The results shown in Figure 4 confirmed that the binding of mAb A76-A/C7 is glycosylation-conditioned (Figure 4A). However, the length effect partially compensates for the decrease in binding caused by periodate oxidation. This confirms the conclusion that both effects may overlap but are not identical. A different binding pattern was provided by mAb HMFG-1, whose binding is strongly influenced by the number of tandem repeats but not by DTR glycosylation (Figure 4B). An antibody classified as being neither glycosylation- nor length-dependent, E29, revealed a binding pattern as expected in this case and was not influenced by periodate oxidation of the glycopeptide in its binding (Figure 4C). This is also proof that the peptide was not damaged under these conditions. Interestingly, binding of antibody VU-4H5, which is suppressed by DTR glycosylation, was not restored after periodate oxidation but increased moderately with increased peptide length (Figure 4D). The unique behavior of mAb VU-4H5 suggests steric hindrance of antibody binding by the glycan even after oxidative ring cleavage and again demonstrates the length effect as an independent phenomenon.

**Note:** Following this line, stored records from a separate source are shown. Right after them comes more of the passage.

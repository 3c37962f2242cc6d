//! Immutable source snapshots and the span/line types every other phase uses.

use std::fmt;
use std::path::{Path, PathBuf};

use serde::Serialize;
use sha2::{Digest, Sha256};

use crate::issues::SourceLocation;

/// Index of a file in the run's scan order (sorted by path).
#[derive(Debug, Clone, Copy, PartialEq, Eq, PartialOrd, Ord, Hash, Serialize)]
pub struct FileId(pub usize);

/// Half-open byte range `[lo, hi)` into a file's content.
#[derive(Debug, Clone, Copy, PartialEq, Eq, PartialOrd, Ord, Hash, Serialize)]
pub struct Span {
    pub lo: usize,
    pub hi: usize,
}

impl Span {
    pub fn new(lo: usize, hi: usize) -> Self {
        debug_assert!(lo <= hi);
        Self { lo, hi }
    }

    pub fn len(&self) -> usize {
        self.hi - self.lo
    }

    pub fn is_empty(&self) -> bool {
        self.lo == self.hi
    }

    pub fn contains(&self, other: Span) -> bool {
        self.lo <= other.lo && other.hi <= self.hi
    }

    /// Two spans overlap when they share at least one byte. Two empty
    /// insertion points at the same offset also count as overlapping.
    pub fn overlaps(&self, other: Span) -> bool {
        if self.is_empty() || other.is_empty() {
            return self.lo == other.lo || (self.lo < other.hi && other.lo < self.hi);
        }
        self.lo < other.hi && other.lo < self.hi
    }
}

impl fmt::Display for Span {
    fn fmt(&self, f: &mut fmt::Formatter<'_>) -> fmt::Result {
        write!(f, "{}..{}", self.lo, self.hi)
    }
}

/// Inclusive 1-indexed line range.
#[derive(Debug, Clone, Copy, PartialEq, Eq, PartialOrd, Ord, Hash, Serialize)]
pub struct LineRange {
    pub start: usize,
    pub end: usize,
}

impl LineRange {
    pub fn new(start: usize, end: usize) -> Self {
        debug_assert!(start >= 1 && start <= end);
        Self { start, end }
    }

    pub fn len(&self) -> usize {
        self.end - self.start + 1
    }

    pub fn is_empty(&self) -> bool {
        false
    }

    /// Overlapping or directly adjacent ranges can be merged into one.
    pub fn touches(&self, other: LineRange) -> bool {
        self.start <= other.end + 1 && other.start <= self.end + 1
    }

    pub fn merge(&self, other: LineRange) -> LineRange {
        LineRange {
            start: self.start.min(other.start),
            end: self.end.max(other.end),
        }
    }
}

impl fmt::Display for LineRange {
    fn fmt(&self, f: &mut fmt::Formatter<'_>) -> fmt::Result {
        if self.start == self.end {
            write!(f, "{}", self.start)
        } else {
            write!(f, "{}-{}", self.start, self.end)
        }
    }
}

/// A scanned file. Never mutated once created; the patch applier re-reads
/// the disk copy and compares against this snapshot.
#[derive(Debug, Clone)]
pub struct SourceFile {
    pub id: FileId,
    pub path: PathBuf,
    pub content: String,
    pub hash: String,
    line_starts: Vec<usize>,
}

impl SourceFile {
    pub fn new(id: FileId, path: impl Into<PathBuf>, content: String) -> Self {
        let line_starts = std::iter::once(0)
            .chain(content.match_indices('\n').map(|(i, _)| i + 1))
            .collect();
        Self {
            id,
            path: path.into(),
            hash: content_hash(&content),
            content,
            line_starts,
        }
    }

    pub fn path(&self) -> &Path {
        &self.path
    }

    pub fn display_path(&self) -> String {
        self.path.to_string_lossy().to_string()
    }

    pub fn byte_len(&self) -> usize {
        self.content.len()
    }

    pub fn line_count(&self) -> usize {
        self.line_starts.len()
    }

    /// 1-indexed line containing `offset`.
    pub fn line_of(&self, offset: usize) -> usize {
        self.line_starts.partition_point(|&start| start <= offset)
    }

    /// Lines covered by `span`. An empty span covers the line it sits on.
    pub fn line_range(&self, span: Span) -> LineRange {
        let start = self.line_of(span.lo);
        let end = if span.is_empty() {
            start
        } else {
            self.line_of(span.hi - 1)
        };
        LineRange::new(start, end)
    }

    /// Byte span of whole lines, excluding the final newline.
    pub fn lines_span(&self, lines: LineRange) -> Span {
        let lo = self.line_starts[lines.start - 1];
        let hi = self
            .line_starts
            .get(lines.end)
            .map(|next| next - 1)
            .unwrap_or(self.content.len());
        Span::new(lo, hi.max(lo))
    }

    pub fn slice(&self, span: Span) -> &str {
        &self.content[span.lo..span.hi]
    }

    pub fn line_text(&self, line: usize) -> &str {
        self.slice(self.lines_span(LineRange::new(line, line)))
            .trim_end_matches('\r')
    }

    /// 1-indexed column of `offset`, counted in characters.
    pub fn column_of(&self, offset: usize) -> usize {
        let line_start = self.line_starts[self.line_of(offset) - 1];
        self.content[line_start..offset].chars().count() + 1
    }

    /// Report location of `offset`, with its source line attached.
    pub fn location(&self, offset: usize) -> SourceLocation {
        let line = self.line_of(offset);
        SourceLocation::new(self.display_path(), line, self.column_of(offset))
            .with_source_line(self.line_text(line))
    }

    pub fn in_bounds(&self, span: Span) -> bool {
        span.lo <= span.hi
            && span.hi <= self.content.len()
            && self.content.is_char_boundary(span.lo)
            && self.content.is_char_boundary(span.hi)
    }
}

/// SHA-256 of `content`, lowercase hex.
pub fn content_hash(content: &str) -> String {
    let digest = Sha256::digest(content.as_bytes());
    digest.iter().map(|b| format!("{:02x}", b)).collect()
}

#[cfg(test)]
mod tests {
    use pretty_assertions::assert_eq;

    use super::*;

    fn file(content: &str) -> SourceFile {
        SourceFile::new(FileId(0), "app.tsx", content.to_string())
    }

    #[test]
    fn test_line_of() {
        let f = file("a\nbc\n\nd");
        assert_eq!(f.line_of(0), 1);
        assert_eq!(f.line_of(1), 1);
        assert_eq!(f.line_of(2), 2);
        assert_eq!(f.line_of(5), 3);
        assert_eq!(f.line_of(6), 4);
        assert_eq!(f.line_count(), 4);
    }

    #[test]
    fn test_line_range_and_lines_span() {
        let f = file("one\ntwo\nthree\n");
        let span = Span::new(5, 10);
        assert_eq!(f.slice(span), "wo\nth");
        let lines = f.line_range(span);
        assert_eq!(lines, LineRange::new(2, 3));
        assert_eq!(f.slice(f.lines_span(lines)), "two\nthree");
        assert_eq!(f.line_text(1), "one");
    }

    #[test]
    fn test_column_counts_chars() {
        let f = file("<p>你好 world</p>");
        let offset = f.content.find("world").unwrap();
        assert_eq!(f.column_of(offset), 7);
    }

    #[test]
    fn test_span_overlap() {
        assert!(Span::new(0, 5).overlaps(Span::new(4, 6)));
        assert!(!Span::new(0, 5).overlaps(Span::new(5, 6)));
        assert!(Span::new(3, 3).overlaps(Span::new(3, 3)));
        assert!(Span::new(2, 6).overlaps(Span::new(3, 3)));
        assert!(!Span::new(0, 3).overlaps(Span::new(3, 3)));
    }

    #[test]
    fn test_line_range_touches() {
        let a = LineRange::new(1, 3);
        assert!(a.touches(LineRange::new(4, 6)));
        assert!(a.touches(LineRange::new(2, 2)));
        assert!(!a.touches(LineRange::new(5, 6)));
        assert_eq!(a.merge(LineRange::new(4, 6)), LineRange::new(1, 6));
    }

    #[test]
    fn test_content_hash_is_stable() {
        assert_eq!(
            content_hash("abc"),
            "ba7816bf8f01cfea414140de5dae2223b00361a396177a9cb410ff61f20015ad"
        );
        assert_eq!(file("abc").hash, content_hash("abc"));
    }
}
pub mod convert;
pub mod init;
pub mod scan;
mod shared;
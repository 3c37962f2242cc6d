use std::sync::Arc;
use std::sync::atomic::{AtomicBool, Ordering};

/// Shared cancellation flag, checked between files and between oracle calls.
#[derive(Debug, Clone, Default)]
pub struct CancelFlag(Arc<AtomicBool>);

impl CancelFlag {
    pub fn new() -> Self {
        Self::default()
    }

    pub fn cancel(&self) {
        self.0.store(true, Ordering::SeqCst);
    }

    pub fn is_cancelled(&self) -> bool {
        self.0.load(Ordering::SeqCst)
    }
}

#[cfg(test)]
mod tests {
    use super::*;

    #[test]
    fn test_clones_share_state() {
        let flag = CancelFlag::new();
        let other = flag.clone();
        assert!(!other.is_cancelled());
        flag.cancel();
        assert!(other.is_cancelled());
    }
}
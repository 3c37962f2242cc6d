use anyhow::Result;

use crate::cli::args::CommonArgs;
use crate::config::{CONFIG_FILE_NAME, Config, load_config};
use crate::issues::RunError;

/// Load the config for `common.root` and apply command-line overrides.
///
/// Priority: CLI > config file > defaults. The root must exist before a
/// config is searched for.
pub fn load_run_config(common: &CommonArgs) -> Result<Config> {
    if !common.root.is_dir() {
        return Err(RunError::RootNotFound(common.root.clone()).into());
    }

    let config_result = load_config(&common.root)?;

    // In verbose mode, inform user if using default config
    if common.verbose && !config_result.from_file {
        eprintln!(
            "Note: No {} found, using default configuration",
            CONFIG_FILE_NAME
        );
    }

    let mut config = config_result.config;
    common.apply_to(&mut config);
    Ok(config)
}
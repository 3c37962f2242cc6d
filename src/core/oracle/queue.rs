use std::sync::Arc;
use std::sync::atomic::{AtomicUsize, Ordering};
use std::time::Duration;

use tokio::sync::{Mutex, Semaphore};
use tokio::task::JoinSet;
use tokio::time::{Instant, sleep, sleep_until, timeout};

use super::{Oracle, OracleError, OracleRequest, OracleResponse};
use crate::config::OracleConfig;
use crate::core::cancel::CancelFlag;

#[derive(Debug, Clone, Copy, PartialEq, Eq)]
pub struct QueueSettings {
    pub concurrency: usize,
    pub max_attempts: u32,
    pub timeout: Duration,
    /// Minimum gap between the starts of two calls.
    pub min_interval: Duration,
    /// First retry delay; doubles on every further attempt.
    pub backoff: Duration,
}

impl From<&OracleConfig> for QueueSettings {
    fn from(config: &OracleConfig) -> Self {
        Self {
            concurrency: config.concurrency.max(1),
            max_attempts: config.max_attempts.max(1),
            timeout: Duration::from_millis(config.timeout_ms),
            min_interval: Duration::from_millis(config.min_interval_ms),
            backoff: Duration::from_millis(config.backoff_ms),
        }
    }
}

/// Result of one request after all attempts.
#[derive(Debug, Clone, PartialEq)]
pub enum OracleOutcome {
    Answered(OracleResponse),
    Unresolved(String),
}

#[derive(Debug, Clone, Copy, Default, PartialEq, Eq)]
pub struct OracleStats {
    /// Calls started, retries included.
    pub attempted: usize,
    pub succeeded: usize,
    /// Calls the service answered, with or without an error status.
    pub responded: usize,
}

impl OracleStats {
    /// Calls were made and the service never answered any of them.
    pub fn unreachable(&self) -> bool {
        self.attempted > 0 && self.responded == 0
    }
}

/// Runs oracle requests with bounded concurrency, a minimum interval
/// between call starts, per-call timeouts and exponential backoff.
pub struct OracleQueue {
    oracle: Arc<dyn Oracle>,
    settings: QueueSettings,
    semaphore: Arc<Semaphore>,
    next_start: Mutex<Instant>,
    attempted: AtomicUsize,
    succeeded: AtomicUsize,
    responded: AtomicUsize,
}

impl OracleQueue {
    pub fn new(oracle: Arc<dyn Oracle>, settings: QueueSettings) -> Self {
        Self {
            oracle,
            semaphore: Arc::new(Semaphore::new(settings.concurrency.max(1))),
            settings,
            next_start: Mutex::new(Instant::now()),
            attempted: AtomicUsize::new(0),
            succeeded: AtomicUsize::new(0),
            responded: AtomicUsize::new(0),
        }
    }

    pub fn oracle_name(&self) -> &'static str {
        self.oracle.name()
    }

    pub fn stats(&self) -> OracleStats {
        OracleStats {
            attempted: self.attempted.load(Ordering::SeqCst),
            succeeded: self.succeeded.load(Ordering::SeqCst),
            responded: self.responded.load(Ordering::SeqCst),
        }
    }

    /// Run every request. Outcomes come back in request order. Requests not
    /// yet started when `cancel` is raised are left unresolved.
    pub async fn run_all(
        self: &Arc<Self>,
        requests: Vec<OracleRequest>,
        cancel: &CancelFlag,
    ) -> Vec<OracleOutcome> {
        let total = requests.len();
        let mut tasks = JoinSet::new();
        for (i, request) in requests.into_iter().enumerate() {
            let queue = Arc::clone(self);
            let cancel = cancel.clone();
            tasks.spawn(async move { (i, queue.submit(&request, &cancel).await) });
        }

        let mut outcomes: Vec<Option<OracleOutcome>> = vec![None; total];
        while let Some(joined) = tasks.join_next().await {
            match joined {
                Ok((i, outcome)) => outcomes[i] = Some(outcome),
                Err(e) => tracing::error!(error = %e, "oracle task failed"),
            }
        }

        outcomes
            .into_iter()
            .map(|o| o.unwrap_or_else(|| OracleOutcome::Unresolved("oracle task failed".to_string())))
            .collect()
    }

    /// Run one request through the queue.
    pub async fn submit(&self, request: &OracleRequest, cancel: &CancelFlag) -> OracleOutcome {
        let Ok(_permit) = self.semaphore.acquire().await else {
            return OracleOutcome::Unresolved("oracle queue closed".to_string());
        };

        let mut last_error = None;
        for attempt in 1..=self.settings.max_attempts {
            if cancel.is_cancelled() {
                return OracleOutcome::Unresolved("cancelled".to_string());
            }
            if attempt > 1 {
                let delay = self.settings.backoff * 2u32.saturating_pow(attempt - 2);
                sleep(delay).await;
            }
            self.wait_for_slot().await;
            self.attempted.fetch_add(1, Ordering::SeqCst);

            let result = match timeout(self.settings.timeout, self.oracle.consult(request)).await {
                Ok(result) => result,
                Err(_) => Err(OracleError::Timeout(self.settings.timeout)),
            };

            if result.as_ref().is_ok() || result.as_ref().is_err_and(OracleError::is_response) {
                self.responded.fetch_add(1, Ordering::SeqCst);
            }
            match result {
                Ok(response) => {
                    self.succeeded.fetch_add(1, Ordering::SeqCst);
                    return OracleOutcome::Answered(response);
                }
                Err(e) => {
                    tracing::warn!(
                        candidate = %request.candidate,
                        attempt,
                        max_attempts = self.settings.max_attempts,
                        error = %e,
                        "oracle call failed"
                    );
                    let retryable = e.is_retryable();
                    last_error = Some(e);
                    if !retryable {
                        break;
                    }
                }
            }
        }

        OracleOutcome::Unresolved(
            last_error
                .map(|e| e.to_string())
                .unwrap_or_else(|| "no attempt made".to_string()),
        )
    }

    /// Reserve the next call start, sleeping until it is due.
    async fn wait_for_slot(&self) {
        let start = {
            let mut next = self.next_start.lock().await;
            let start = (*next).max(Instant::now());
            *next = start + self.settings.min_interval;
            start
        };
        sleep_until(start).await;
    }
}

Search for possible correlations
The fact that about half of the antibodies bound better to the glycosylated epitope initiated a search for possible correlations to other known properties of the antibodies, such as length dependency, isotype, epitope characteristics, immunogen, or the efficiency to detect carcinoma-specific MUC1. Except length and DTR-glycosylation influence, which were based on our own data (Table II), the other parameters were taken from the reports of the 1996 workshop (Rye and Price, 1998). In detail, isotypes, peptide sequences agreed on as epitopes and immunogens were taken from the Summary Report (Price et al., 1998
), whereas the efficiency data were from Table 3 in Norum et al. (1998)
. The latter were arbitrary points based on the efficiency with which solid phase-coated antibodies presented shed tumor MUC1 (from a pool of patients' sera) for a given tracer antibody in immunoradiometric sandwich assays.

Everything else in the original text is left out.